Dass deren Arbeit nicht immer einwandfrei ist, liegt auf der Hand. Die große Herausforderung besteht also darin, das Arbeitszeugnis in Gastronomie zugleich wahrheitsgemäß und wohlwollend zu formulieren. Eine Auswegmöglichkeiten für Situationen, in denen ein Mitarbeiter Fehlverhalten an den Tag gelegt hat, vom Gesetz her aber dennoch ein Arbeitszeugnis bekommen muss, besteht darin, ein sogenanntes einfaches Arbeitszeugnis auszustellen.

Dabei handelt es sich um eine Bescheinigung des Arbeitgebers, in der nur die Angaben zu den Personalien, Beschäftigungsart und -dauer sowie die Aufgabengebiete zu finden ist, jedoch keine Bewertung der Tätigkeit des ausscheidenden Arbeitnehmers.
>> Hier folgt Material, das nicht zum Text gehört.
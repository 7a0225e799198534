use zenlotto_db::models::{validate_draw, Draw, FrequencyMetrics, LevelStats};

use crate::combinatorics::{binomial, for_each_subset, Combo};
use crate::config::{GameConfig, Level};

const MAX_LEVEL_SIZE: usize = 4;

/// Co-occurrence counts of every pair, triplet and quartet of `1..=k`.
///
/// Each level is a dense vector indexed by the colex rank of the subset,
/// so lookups in the classifier hot path are a few table reads.
#[derive(Debug, Clone, PartialEq)]
pub struct FrequencyTable {
    k: u8,
    last_draw: u32,
    counts: [Vec<u32>; 3],
    /// `binom[a][r] = C(a, r)` for `a <= k`, `r <= 4`.
    binom: Vec<[u32; MAX_LEVEL_SIZE + 1]>,
}

/// Outcome of folding a batch of draws into a table.
#[derive(Debug, Clone, Copy, Default, PartialEq, Eq)]
pub struct FoldSummary {
    pub folded: usize,
    pub skipped: usize,
    pub stale: usize,
    pub last_draw: u32,
}

impl FrequencyTable {
    pub fn new(k: u8) -> Self {
        let binom = (0..=k as u64)
            .map(|a| {
                let mut row = [0u32; MAX_LEVEL_SIZE + 1];
                for (r, slot) in row.iter_mut().enumerate() {
                    *slot = binomial(a, r as u64) as u32;
                }
                row
            })
            .collect();
        let counts = Level::ALL.map(|level| vec![0u32; binomial(k as u64, level.size() as u64) as usize]);
        Self {
            k,
            last_draw: 0,
            counts,
            binom,
        }
    }

    pub fn k(&self) -> u8 {
        self.k
    }

    /// Sequence number of the last draw folded in, 0 for a fresh table.
    pub fn last_draw(&self) -> u32 {
        self.last_draw
    }

    pub(crate) fn set_last_draw(&mut self, last_draw: u32) {
        self.last_draw = last_draw;
    }

    /// True when no subset has been counted at any level.
    pub fn is_empty(&self) -> bool {
        self.counts.iter().all(|level| level.iter().all(|&c| c == 0))
    }

    /// Colex rank of an ascending subset of `1..=k`.
    #[inline]
    fn rank(&self, sorted: &[u8]) -> usize {
        let mut rank = 0usize;
        for (i, &x) in sorted.iter().enumerate() {
            rank += self.binom[(x - 1) as usize][i + 1] as usize;
        }
        rank
    }

    fn in_domain(&self, level: Level, sorted: &[u8]) -> bool {
        sorted.len() == level.size()
            && sorted.first().is_some_and(|&x| x >= 1)
            && sorted.last().is_some_and(|&x| x <= self.k)
            && sorted.windows(2).all(|w| w[0] < w[1])
    }

    /// Count of an ascending subset; out-of-domain keys count 0.
    #[inline]
    pub fn count(&self, level: Level, sorted: &[u8]) -> u32 {
        if !self.in_domain(level, sorted) {
            return 0;
        }
        self.counts[level.index()][self.rank(sorted)]
    }

    pub(crate) fn set_count(&mut self, level: Level, sorted: &[u8], value: u32) -> bool {
        if !self.in_domain(level, sorted) {
            return false;
        }
        let rank = self.rank(sorted);
        self.counts[level.index()][rank] = value;
        true
    }

    fn increment(&mut self, level: Level, sorted: &[u8]) {
        let rank = self.rank(sorted);
        self.counts[level.index()][rank] += 1;
    }

    /// Inverse of `rank`: the ascending subset of size `r` with colex rank `rank`.
    fn unrank(&self, mut rank: usize, r: usize) -> Combo {
        let mut out = [0u8; MAX_LEVEL_SIZE];
        let mut upper = self.k as usize;
        for i in (1..=r).rev() {
            let mut a = upper;
            while a > 0 && self.binom[a - 1][i] as usize > rank {
                a -= 1;
            }
            // a - 1 is the largest value with C(a - 1, i) <= rank
            let value = a - 1;
            rank -= self.binom[value][i] as usize;
            out[i - 1] = (value + 1) as u8;
            upper = value;
        }
        Combo::from_sorted(&out[..r])
    }

    /// Non-zero entries of one level, in colex order.
    pub fn entries(&self, level: Level) -> impl Iterator<Item = (Combo, u32)> + '_ {
        self.counts[level.index()]
            .iter()
            .enumerate()
            .filter(|(_, &c)| c > 0)
            .map(move |(rank, &c)| (self.unrank(rank, level.size()), c))
    }

    /// Folds draws in order. Malformed draws are skipped with a warning and
    /// never partially counted, but still advance the checkpoint; draws at or
    /// before the checkpoint are ignored.
    pub fn fold(&mut self, draws: &[Draw], game: &GameConfig) -> FoldSummary {
        let mut summary = FoldSummary {
            last_draw: self.last_draw,
            ..FoldSummary::default()
        };
        for draw in draws {
            if self.last_draw > 0 && draw.sequence <= self.last_draw {
                summary.stale += 1;
                continue;
            }
            if let Err(e) = validate_draw(&draw.numbers, game.n, game.k) {
                log::warn!("Omitiendo sorteo {} con datos inválidos: {}", draw.sequence, e);
                summary.skipped += 1;
                self.last_draw = draw.sequence;
                continue;
            }
            let sorted = draw.sorted_numbers();
            for &level in &game.levels {
                for_each_subset(&sorted, level.size(), |sub| self.increment(level, sub));
            }
            self.last_draw = draw.sequence;
            summary.folded += 1;
        }
        summary.last_draw = self.last_draw;
        summary
    }

    /// Unique keys, total count and count statistics over the non-zero entries.
    pub fn metrics(&self, level: Level) -> FrequencyMetrics {
        let mut unique = 0u64;
        let mut total = 0u64;
        let mut min = u64::MAX;
        let mut max = 0u64;
        for &c in self.counts[level.index()].iter().filter(|&&c| c > 0) {
            let c = c as u64;
            unique += 1;
            total += c;
            min = min.min(c);
            max = max.max(c);
        }
        if unique == 0 {
            return FrequencyMetrics::default();
        }
        FrequencyMetrics {
            unique,
            total,
            stats: LevelStats {
                mean: total as f64 / unique as f64,
                median: 0.0,
                min,
                max,
            },
        }
    }

    /// True when every count of `self` is <= the matching count of `other`.
    pub fn is_dominated_by(&self, other: &FrequencyTable) -> bool {
        self.k == other.k
            && self
                .counts
                .iter()
                .zip(other.counts.iter())
                .all(|(a, b)| a.iter().zip(b.iter()).all(|(x, y)| x <= y))
    }
}

/// Builds a table from `draws`, extending `base` when given.
pub fn build(draws: &[Draw], game: &GameConfig, base: Option<FrequencyTable>) -> (FrequencyTable, FoldSummary) {
    let mut table = base.unwrap_or_else(|| FrequencyTable::new(game.k));
    let summary = table.fold(draws, game);
    if summary.skipped > 0 {
        log::warn!("{} sorteos omitidos por datos inválidos", summary.skipped);
    }
    log::debug!(
        "Frecuencias: {} sorteos incorporados, último {}",
        summary.folded,
        summary.last_draw
    );
    (table, summary)
}
use thiserror::Error;

/// Named failures of the Omega engine. The `Display` text is the message shown to the user.
#[derive(Debug, Error)]
pub enum OmegaError {
    #[error("La base de datos del juego está vacía. Importe primero los sorteos históricos.")]
    NoDraws,

    #[error("Se necesitan al menos {needed} sorteos válidos, hay {available}.")]
    NotEnoughDraws { needed: usize, available: usize },

    #[error("Faltan las frecuencias. Ejecute primero la actualización de frecuencias.")]
    MissingFrequencies,

    #[error("Faltan umbrales optimizados. Ejecute primero la optimización.")]
    MissingThresholds,

    #[error("No se encontraron candidatos con Cobertura Histórica >= {:.0}%", .min_coverage * 100.0)]
    NoViableCandidate { min_coverage: f64 },

    #[error("Combinación inválida: {0}")]
    InvalidCombination(String),

    #[error("Juego desconocido: '{0}'")]
    UnknownGame(String),

    #[error("Configuración inválida: {0}")]
    InvalidConfig(String),

    #[error(transparent)]
    Storage(#[from] anyhow::Error),
}
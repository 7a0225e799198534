use std::path::PathBuf;

use anyhow::Result;
use clap::{Parser, Subcommand};

use zenlotto_omega::config::{EngineConfig, GameId, GamePaths};
use zenlotto_omega::display;
use zenlotto_omega::pipeline::Pipeline;
use zenlotto_omega::progress::BarProgress;

#[derive(Parser)]
#[command(name = "zenlotto-omega", about = "Etapas batch del motor Omega")]
struct Cli {
    /// Juego a procesar
    #[arg(short, long, default_value = "melate_retro")]
    game: GameId,
    /// Configuración del motor en JSON (por defecto, valores incorporados)
    #[arg(short, long)]
    config: Option<PathBuf>,
    /// Directorio de datos (por defecto ./data/<juego>)
    #[arg(long)]
    data_dir: Option<PathBuf>,
    #[command(subcommand)]
    command: Command,
}

#[derive(Subcommand)]
enum Command {
    /// Actualizar la tabla de frecuencias con los sorteos nuevos
    Frequencies,
    /// Buscar los umbrales óptimos
    Optimize {
        #[arg(long)]
        force: bool,
        #[arg(long, default_value = "10")]
        top: usize,
    },
    /// Pre-generar la Clase Omega sobre todo el universo
    Pregenerate {
        #[arg(long)]
        force: bool,
    },
    /// Puntuar todos los sorteos históricos
    Enrich {
        #[arg(long, default_value = "20")]
        last: usize,
    },
    /// Trayectoria walk-forward de los umbrales
    Trajectory,
    /// Frecuencias, optimización, pre-generación y enriquecimiento
    Pipeline {
        #[arg(long)]
        force: bool,
    },
    /// Estado de cada etapa
    Status,
}

fn main() -> Result<()> {
    env_logger::init();
    let cli = Cli::parse();

    let config = match &cli.config {
        Some(path) => EngineConfig::load(path)?,
        None => EngineConfig::default(),
    };
    let paths = match cli.data_dir {
        Some(dir) => GamePaths::new(dir),
        None => GamePaths::for_game(cli.game),
    };
    let game = cli.game.config();
    let mut pipeline = Pipeline::open(game, paths, config)?;
    let state = pipeline.sync_state()?;
    println!(
        "{}: {} sorteos en base (último {})",
        game.display_name,
        zenlotto_db::db::count_draws(pipeline.conn())?,
        state.last_draw_in_db
    );

    let bar = BarProgress::new();
    match cli.command {
        Command::Frequencies => {
            let report = pipeline.update_frequencies(&bar)?;
            bar.finish();
            println!("{}", report.message);
        }
        Command::Optimize { force, top } => {
            let report = pipeline.optimize_thresholds(force, &bar)?;
            bar.finish();
            if let Some(result) = &report.output {
                display::display_optimization(result, top);
            }
            println!("{}", report.message);
        }
        Command::Pregenerate { force } => {
            let report = pipeline.pregenerate_omega_class(force, &bar)?;
            bar.finish();
            if let Some(result) = &report.output {
                display::display_classification(result);
            }
            println!("{}", report.message);
        }
        Command::Enrich { last } => {
            let report = pipeline.enrich_history(&bar)?;
            bar.finish();
            if let Some(result) = &report.output {
                display::display_enrichment(result, last);
            }
            println!("{}", report.message);
        }
        Command::Trajectory => {
            let report = pipeline.run_trajectory(&bar)?;
            bar.finish();
            if let Some(records) = &report.output {
                display::display_trajectory(records);
            }
            println!("{}", report.message);
        }
        Command::Pipeline { force } => {
            let messages = pipeline.run_full_pipeline(force, &bar)?;
            bar.finish();
            for message in messages {
                println!("  {message}");
            }
        }
        Command::Status => {
            let (thresholds, source) = pipeline.current_thresholds()?;
            display::display_state(&pipeline.state());
            let t = thresholds.as_array();
            println!(
                "Umbrales {}: pares {}, tercias {}, cuartetos {}",
                source.label(),
                t[0],
                t[1],
                t[2]
            );
        }
    }

    Ok(())
}
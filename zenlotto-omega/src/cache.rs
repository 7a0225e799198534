use std::collections::HashSet;
use std::sync::Arc;

use anyhow::Result;

use crate::combinatorics::Combo;
use crate::frequency::FrequencyTable;

/// Loaded frequency table and historical combination set, kept until a stage
/// that rewrites the underlying data calls [`DataCache::invalidate`].
#[derive(Debug, Default)]
pub struct DataCache {
    table: Option<Arc<FrequencyTable>>,
    historical: Option<Arc<HashSet<Combo>>>,
}

impl DataCache {
    pub fn new() -> Self {
        Self::default()
    }

    /// Cached table, or the result of `load` (cached only when it yields a table).
    pub fn table<F>(&mut self, load: F) -> Result<Option<Arc<FrequencyTable>>>
    where
        F: FnOnce() -> Result<Option<FrequencyTable>>,
    {
        if let Some(table) = &self.table {
            return Ok(Some(Arc::clone(table)));
        }
        let loaded = load()?.map(Arc::new);
        self.table = loaded.clone();
        Ok(loaded)
    }

    pub fn historical<F>(&mut self, load: F) -> Result<Arc<HashSet<Combo>>>
    where
        F: FnOnce() -> Result<HashSet<Combo>>,
    {
        if let Some(set) = &self.historical {
            return Ok(Arc::clone(set));
        }
        let set = Arc::new(load()?);
        self.historical = Some(Arc::clone(&set));
        Ok(set)
    }

    pub fn set_table(&mut self, table: FrequencyTable) -> Arc<FrequencyTable> {
        let table = Arc::new(table);
        self.table = Some(Arc::clone(&table));
        table
    }

    pub fn invalidate(&mut self) {
        log::debug!("Caché de datos invalidada");
        self.table = None;
        self.historical = None;
    }
}
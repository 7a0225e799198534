use std::fmt;
use std::path::{Path, PathBuf};
use std::str::FromStr;

use anyhow::Context;
use serde::{Deserialize, Serialize};

use crate::error::OmegaError;

/// Subsequence sizes scored by the engine.
#[derive(Debug, Clone, Copy, PartialEq, Eq, Hash, Serialize, Deserialize, clap::ValueEnum)]
#[serde(rename_all = "lowercase")]
pub enum Level {
    Pares,
    Tercias,
    Cuartetos,
}

impl Level {
    pub const ALL: [Level; 3] = [Level::Pares, Level::Tercias, Level::Cuartetos];

    pub fn size(self) -> usize {
        match self {
            Level::Pares => 2,
            Level::Tercias => 3,
            Level::Cuartetos => 4,
        }
    }

    pub fn index(self) -> usize {
        self.size() - 2
    }

    pub fn name(self) -> &'static str {
        match self {
            Level::Pares => "pares",
            Level::Tercias => "tercias",
            Level::Cuartetos => "cuartetos",
        }
    }
}

impl fmt::Display for Level {
    fn fmt(&self, f: &mut fmt::Formatter<'_>) -> fmt::Result {
        f.write_str(self.name())
    }
}

/// One integer cutoff per affinity level. A combination is Omega iff it meets all three.
#[derive(Debug, Clone, Copy, PartialEq, Eq, Default, Serialize, Deserialize)]
pub struct Thresholds {
    pub pares: u64,
    pub tercias: u64,
    pub cuartetos: u64,
}

impl Thresholds {
    pub const fn new(pares: u64, tercias: u64, cuartetos: u64) -> Self {
        Self { pares, tercias, cuartetos }
    }

    pub fn from_array(values: [u64; 3]) -> Self {
        Self::new(values[0], values[1], values[2])
    }

    pub fn as_array(&self) -> [u64; 3] {
        [self.pares, self.tercias, self.cuartetos]
    }

    pub fn get(&self, level: Level) -> u64 {
        self.as_array()[level.index()]
    }

    pub fn admits(&self, affinities: &[u64; 3]) -> bool {
        affinities[0] >= self.pares && affinities[1] >= self.tercias && affinities[2] >= self.cuartetos
    }
}

#[derive(Debug, Clone, Copy, PartialEq, Eq, Hash, Serialize, Deserialize, clap::ValueEnum)]
#[serde(rename_all = "snake_case")]
pub enum GameId {
    #[clap(name = "melate_retro")]
    MelateRetro,
    Melate,
    Revanchita,
    Mini,
}

impl GameId {
    pub fn as_str(self) -> &'static str {
        match self {
            GameId::MelateRetro => "melate_retro",
            GameId::Melate => "melate",
            GameId::Revanchita => "revanchita",
            GameId::Mini => "mini",
        }
    }

    pub fn config(self) -> &'static GameConfig {
        match self {
            GameId::MelateRetro => &GAMES[0],
            GameId::Melate => &GAMES[1],
            GameId::Revanchita => &GAMES[2],
            GameId::Mini => &GAMES[3],
        }
    }
}

impl fmt::Display for GameId {
    fn fmt(&self, f: &mut fmt::Formatter<'_>) -> fmt::Result {
        f.write_str(self.as_str())
    }
}

impl FromStr for GameId {
    type Err = OmegaError;

    fn from_str(s: &str) -> Result<Self, Self::Err> {
        GAMES
            .iter()
            .find(|g| g.id.as_str() == s.trim())
            .map(|g| g.id)
            .ok_or_else(|| OmegaError::UnknownGame(s.to_string()))
    }
}

/// Static definition of a lottery game.
#[derive(Debug)]
pub struct GameConfig {
    pub id: GameId,
    pub display_name: &'static str,
    /// Numbers per ticket.
    pub n: usize,
    /// Numbers range over `1..=k`.
    pub k: u8,
    pub levels: [Level; 3],
    /// Omega Score weight per level, indexed like [`Level::index`].
    pub score_weights: [f64; 3],
    pub default_thresholds: Thresholds,
    pub result_columns: &'static [&'static str],
}

const SIX_COLUMNS: &[&str] = &["F1", "F2", "F3", "F4", "F5", "F6"];
const WEIGHTS: [f64; 3] = [0.5, 0.3, 0.2];

pub static GAMES: [GameConfig; 4] = [
    GameConfig {
        id: GameId::MelateRetro,
        display_name: "Melate Retro",
        n: 6,
        k: 39,
        levels: Level::ALL,
        score_weights: WEIGHTS,
        default_thresholds: Thresholds::new(45, 3, 0),
        result_columns: SIX_COLUMNS,
    },
    GameConfig {
        id: GameId::Melate,
        display_name: "Melate",
        n: 6,
        k: 56,
        levels: Level::ALL,
        score_weights: WEIGHTS,
        default_thresholds: Thresholds::new(30, 1, 0),
        result_columns: SIX_COLUMNS,
    },
    GameConfig {
        id: GameId::Revanchita,
        display_name: "Revanchita",
        n: 6,
        k: 56,
        levels: Level::ALL,
        score_weights: WEIGHTS,
        default_thresholds: Thresholds::new(30, 1, 0),
        result_columns: SIX_COLUMNS,
    },
    GameConfig {
        id: GameId::Mini,
        display_name: "Mini (pruebas)",
        n: 3,
        k: 6,
        levels: Level::ALL,
        score_weights: WEIGHTS,
        default_thresholds: Thresholds::new(1, 0, 0),
        result_columns: &["F1", "F2", "F3"],
    },
];

pub fn game(id: &str) -> Result<&'static GameConfig, OmegaError> {
    Ok(id.parse::<GameId>()?.config())
}

/// Tunables of the optimizer, the classifier and the trajectory run.
#[derive(Debug, Clone, Serialize, Deserialize)]
#[serde(default)]
pub struct EngineConfig {
    pub min_historical_coverage: f64,
    pub percentile_start: f64,
    /// Exclusive upper bound of the percentile grid.
    pub percentile_stop: f64,
    pub percentile_step: f64,
    pub mc_samples: usize,
    pub mc_seed: u64,
    pub max_workers: usize,
    pub chunks_per_worker: usize,
    pub trajectory_start: usize,
    pub trajectory_block: usize,
    pub progress_interval_ms: u64,
    pub progress_step: u8,
}

impl Default for EngineConfig {
    fn default() -> Self {
        Self {
            min_historical_coverage: 0.95,
            percentile_start: 0.01,
            percentile_stop: 0.51,
            percentile_step: 0.03,
            mc_samples: 3000,
            mc_seed: 42,
            max_workers: 8,
            chunks_per_worker: 4,
            trajectory_start: 50,
            trajectory_block: 100,
            progress_interval_ms: 2000,
            progress_step: 5,
        }
    }
}

impl EngineConfig {
    pub fn load(path: &Path) -> anyhow::Result<Self> {
        let json = std::fs::read_to_string(path)
            .with_context(|| format!("No se pudo leer {}", path.display()))?;
        let config: EngineConfig = serde_json::from_str(&json)
            .with_context(|| format!("JSON inválido en {}", path.display()))?;
        config.validate()?;
        Ok(config)
    }

    pub fn validate(&self) -> Result<(), OmegaError> {
        if !(0.0..=1.0).contains(&self.min_historical_coverage) {
            return Err(OmegaError::InvalidConfig(format!(
                "min_historical_coverage fuera de [0, 1]: {}",
                self.min_historical_coverage
            )));
        }
        if self.percentile_step <= 0.0
            || self.percentile_start < 0.0
            || self.percentile_stop > 1.0 + 1e-9
            || self.percentile_start >= self.percentile_stop
        {
            return Err(OmegaError::InvalidConfig(format!(
                "rejilla de percentiles inválida: [{}, {}) paso {}",
                self.percentile_start, self.percentile_stop, self.percentile_step
            )));
        }
        if self.mc_samples == 0 {
            return Err(OmegaError::InvalidConfig("mc_samples debe ser > 0".to_string()));
        }
        if self.max_workers == 0 || self.chunks_per_worker == 0 {
            return Err(OmegaError::InvalidConfig(
                "max_workers y chunks_per_worker deben ser > 0".to_string(),
            ));
        }
        if self.trajectory_start == 0 || self.trajectory_block == 0 {
            return Err(OmegaError::InvalidConfig(
                "trajectory_start y trajectory_block deben ser > 0".to_string(),
            ));
        }
        Ok(())
    }

    /// Percentiles as fractions, `start, start+step, ...` strictly below `stop`.
    pub fn percentile_grid(&self) -> Vec<f64> {
        let count = ((self.percentile_stop - self.percentile_start) / self.percentile_step - 1e-9)
            .ceil()
            .max(0.0) as usize;
        (0..count)
            .map(|i| self.percentile_start + i as f64 * self.percentile_step)
            .collect()
    }

    /// Worker threads: available cores, capped at `max_workers`.
    pub fn worker_count(&self) -> usize {
        let cores = std::thread::available_parallelism()
            .map(|n| n.get())
            .unwrap_or(1);
        cores.min(self.max_workers).max(1)
    }
}

/// Per-game data directory and the files it holds.
#[derive(Debug, Clone)]
pub struct GamePaths {
    dir: PathBuf,
}

impl GamePaths {
    pub fn new(dir: impl Into<PathBuf>) -> Self {
        Self { dir: dir.into() }
    }

    /// `./data/<game>/`
    pub fn for_game(id: GameId) -> Self {
        Self::new(zenlotto_db::db::data_dir(id.as_str()))
    }

    pub fn dir(&self) -> &Path {
        &self.dir
    }

    pub fn db(&self) -> PathBuf {
        self.dir.join("zenlotto.db")
    }

    pub fn frequencies(&self) -> PathBuf {
        self.dir.join("frequencies.json")
    }

    pub fn thresholds(&self) -> PathBuf {
        self.dir.join("thresholds.json")
    }

    pub fn state(&self) -> PathBuf {
        self.dir.join("state.json")
    }
}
In Fällen von grobem Fehlverhalten, beispielsweise Diebstahl, ist es sowohl für die Arbeitgeber als auch für die Arbeitnehmer der beste Ausweg.

Allerdings ist es so, dass der Arbeitgeber ein solches Zeugnis nicht aufzwingen darf. Wenn der Arbeitnehmer ein qualifiziertes Arbeitszeugnis in Gastronomie verlangt, muss der Arbeitgeber ein solches ausstellen. Hier kommt zu den obengenannten Angaben auch eine umfassende Bewertung der Arbeitstätigkeit.

Um schlechte Arbeitsleistung in einem solchen Zeugnis deutlich zu machen, verwenden Arbeitgeber spezielle Formulierungen, die zwar nicht negativ klingen, jedoch so gewählt sind, dass ersichtlich wird, dass die Mühen des Arbeitnehmers nicht ausreichend waren. Mit dieser sogenannten Zeugnissprache kann man auch ein Arbeitszeugnis in Gastronomie korrekt formulieren.